Это неверно. Оба хотели выражения идеала, но разного (см. тут). Заказчик – благого сверхбудущего в виде бесплотных душ в Царстве Божием на небе. Христианского идеала. Художник – антихристианской вседозволенности чувственной немедленно, как ребёнок.
*
"В 1642 году Рембрандт завершил работу над групповым портретом по заказу корпорации амстердамских стрелков.
Укоренившейся традиции оставлять преемникам портретные изображения членов гильдии соответствовала традиционная композиция группового портрета с четко выраженной иерархией — порядком размещения лиц — согласно общественной роли каждого.

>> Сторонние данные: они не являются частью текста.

//! Realtime connections for shiftdesk
//!
//! Tracks which users hold live sockets, mirrors that presence into the
//! shared store, and pushes schedule updates to users, managers, or everyone.
//!
//! ## Modules
//!
//! - [`connection`]: [`WebSocketConnection`] handle and [`Message`] frames
//! - [`descriptor`]: [`ConnectionDescriptor`], the store-side view of a socket
//! - [`directory`]: [`ConnectionDirectory`] of sockets owned by this process
//! - [`registry`]: [`ConnectionRegistry`] (register, fan out, heartbeat, reap)
//! - [`metrics`]: [`WebSocketMetrics`] counters
//!
//! ## Example
//!
//! ```no_run
//! use shiftdesk_conf::{RealtimeSettings, SessionSettings};
//! use shiftdesk_sessions::{SessionManager, UserData};
//! use shiftdesk_store::{InMemoryStore, RetryPolicy, StoreClient};
//! use shiftdesk_websockets::{ConnectionRegistry, Message, WebSocketConnection};
//! use std::sync::Arc;
//!
//! # async fn example() {
//! let client = StoreClient::from_store(Arc::new(InMemoryStore::new()), RetryPolicy::default());
//! let sessions = Arc::new(SessionManager::new(client.clone(), SessionSettings::default()));
//! let registry = ConnectionRegistry::new(client, sessions.clone(), &RealtimeSettings::default());
//!
//! let user = UserData::new(7, "dana");
//! let (session_id, _csrf) = sessions.create_secure_session(&user, None).await.unwrap();
//!
//! let (socket, mut rx) = WebSocketConnection::channel("ws-1");
//! registry.register_connection(Arc::new(socket), "ws-1", &session_id, &user).await;
//! registry.send_to_user(7, &Message::text("shift published")).await;
//! assert!(rx.recv().await.is_some());
//! # }
//! ```

pub mod connection;
pub mod descriptor;
pub mod directory;
pub mod metrics;
pub mod registry;

pub use connection::{Message, WebSocketConnection, WebSocketError, WebSocketResult};
pub use descriptor::{ConnectionDescriptor, DescriptorError};
pub use directory::{ConnectionDirectory, LocalConnection};
pub use metrics::{MetricsSnapshot, WebSocketMetrics};
pub use registry::ConnectionRegistry;
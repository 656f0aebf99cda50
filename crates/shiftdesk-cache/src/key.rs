//! Cache key derivation

use sha2::{Digest, Sha256};
use std::fmt;

/// Natural keys longer than this are replaced by their hash
pub const MAX_KEY_LENGTH: usize = 200;

/// A cache key built from a category and argument parts
///
/// # Examples
///
/// ```
/// use shiftdesk_cache::CacheKey;
///
/// let key = CacheKey::new("user_shifts").arg(42).arg("2024-06");
/// assert_eq!(key.derive(), "user_shifts:42:2024-06");
///
/// let long = CacheKey::new("report").arg("x".repeat(300));
/// assert!(long.derive().starts_with("report:hash:"));
/// ```
#[derive(Debug, Clone, PartialEq, Eq, Hash)]
pub struct CacheKey {
	category: String,
	parts: Vec<String>,
}

impl CacheKey {
	pub fn new(category: impl Into<String>) -> Self {
		Self {
			category: category.into(),
			parts: Vec::new(),
		}
	}

	/// Append an argument part
	pub fn arg(mut self, part: impl fmt::Display) -> Self {
		self.parts.push(part.to_string());
		self
	}

	pub fn category(&self) -> &str {
		&self.category
	}

	pub fn parts(&self) -> &[String] {
		&self.parts
	}

	/// `<category>:<part>:<part>...` before any hashing
	pub fn natural(&self) -> String {
		let mut key = self.category.clone();
		for part in &self.parts {
			key.push(':');
			key.push_str(part);
		}
		key
	}

	/// The stored key: the natural key, or `<category>:hash:<sha256 hex>`
	/// when the natural key exceeds [`MAX_KEY_LENGTH`]
	pub fn derive(&self) -> String {
		let natural = self.natural();
		if natural.len() <= MAX_KEY_LENGTH {
			return natural;
		}
		let digest = Sha256::digest(natural.as_bytes());
		format!("{}:hash:{}", self.category, hex::encode(digest))
	}
}

impl fmt::Display for CacheKey {
	fn fmt(&self, f: &mut fmt::Formatter<'_>) -> fmt::Result {
		f.write_str(&self.derive())
	}
}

Иными словами, существовала общепринятая схема такого портрета, на которую были ориентированы ожидания заказчиков. Если живописец и имел право на известную свободу, то она все же не должна была разрушать границы самого жанра. Так, Франс Хале вводил в композицию подобных портретов естественную сюжетную мотивировку, изображая собрания и банкеты стрелков. Это позволяло ему, не нарушая предписанных условий, вносить в картину дух живого общения и солидарности, в высшей степени созвучный гражданскому чувству современного голландского зрителя. Композиция и экспозиция вступали здесь в самую тесную, дружескую связь.
То, что сделал Рембрандт, оказалось совершенно непредсказуемым и слишком превосходящим все ожидания. Вдвое увеличив число изображаемых, Рембрандт смешал их ряды в энергичном действии, производящем впечатление внезапного выступления стрелковой роты. Столь же динамичный, повышенно-контрастный характер мастер придал освещению, как бы выхватывая из полутьмы отдельные фрагменты сцены и не слишком считаясь с общественной иерархией портретируемых. Да и можно ли говорить здесь о портрете? Если учесть, что каждый из заказчиков, согласно контракту, платил именно за свой портрет (около ста гульденов, больше или меньше в зависимости от своего места в изображении), то можно представить себе их негодование, когда число “оплаченных мест” оказалось увеличенным вдвое (за их счет), а сами заказчики очутились в толпе “незваных гостей”, приведенных сюда фантазией живописца. Хотя главные герои — капитан Франс Баннинг Кок и лейтенант Рейтенбург — ясно опознаваемы, они воспринимаются не как центральные персонажи группового портрета, но как герои драматизированного исторического сюжета. О какой-либо координации портретируемых лиц говорить не приходится.
Это не столько групповой портрет, сколько театрализованное массовое действие, призванное зримо и символически выразить дух гражданских идеалов, уже нашедших воплощение в героической истории республиканской Голландии. Свобода, с которой Рембрандт интерпретировал тему, родственна этому духу, но и заплатить за нее мастеру пришлось не менее дорого.
В картине, прославленной под именем “Ночного дозора” (1642; Амстердам, Рейксмузеум), Рембрандт превысил возможный предел сложности замысла, равно как и масштабы социального заказа.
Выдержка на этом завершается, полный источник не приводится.